Martin Gayford talks to the nonagenarian painter about artistic longevity, Barnett Newman and collage

Martin Gayford
‘Dan With Map’, 1967, by Frank Bowling COURTESY THE ARTIST. PHOTOGRAPHED CHARLIE LITTLEWOOD
EXPLORE THE ISSUE 15 March 2025
issue 15 March 2025

‘I’m full of excitement waiting for this to dry out,’ Sir Frank Bowling exclaims. We are sitting in his studio, a room in a quiet Victorian yard that survives amid the tower blocks of Elephant and Castle. In front of us a semi-finished canvas – a glorious welter of yellow and orange in diverse modulations – is pinned to the wall.

It’s executed in acrylics, a water-based material. Bowling, like Turner – one of his heroes – believes in using buckets of water, sometimes more or less literally. ‘I don’t always use conventional tools to mark the surface,’ he confides. ‘Sometimes marks are made by a brush, sometimes by simply flinging the paint at the canvas.’ Such matters have long fascinated Bowling. ‘The possibilities of paint are never-ending,’ he once announced. And he has been exploring novel ways of putting it on canvas since Winston Churchill was prime minister: new combinations of colour, surface, texture, density, fluidity, thickness and thinness. Having weathered a period of relative neglect, Bowling is now widely regarded as one of the most inventive painters alive.
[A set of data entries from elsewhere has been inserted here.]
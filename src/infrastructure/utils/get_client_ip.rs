use actix_web::HttpRequest;

/// Client address used to key login throttling.
/// `trust_x_forwarded_for`: take the first X-Forwarded-For hop when running behind a proxy
pub fn get_client_ip(req: &HttpRequest, trust_x_forwarded_for: bool) -> String {
    if trust_x_forwarded_for {
        let forwarded = req
            .headers()
            .get("x-forwarded-for")
            .and_then(|value| value.to_str().ok())
            .and_then(|value| value.split(',').next())
            .map(str::trim)
            .filter(|hop| !hop.is_empty());

        if let Some(hop) = forwarded {
            return hop.to_string();
        }
    }
    req.peer_addr()
        .map(|addr| addr.ip().to_string())
        .unwrap_or_else(|| "unknown".to_string())
}

#[cfg(test)]
mod tests {
    use super::*;
    use actix_web::test::TestRequest;

    #[test]
    fn forwarded_header_only_when_trusted() {
        let req = TestRequest::default()
            .insert_header(("x-forwarded-for", "203.0.113.7, 10.0.0.1"))
            .peer_addr("127.0.0.1:5000".parse().unwrap())
            .to_http_request();

        assert_eq!(get_client_ip(&req, true), "203.0.113.7");
        assert_eq!(get_client_ip(&req, false), "127.0.0.1");
    }
}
Two days after we spoke, Bowling celebrated his 91st birthday. He began life in the town of Bartica in what was then British Guiana, now Guyana. Since that moment, getting on for a century ago, he has travelled on a long transatlantic odyssey. He first crossed the ocean to London in coronation year, 1953. Then from the mid-1960s to the late 1970s Bowling shifted to New York. These days he sticks to London.

At night in bed he stares at the cracks in the ceiling, thinking about new pictures and how they might evolve.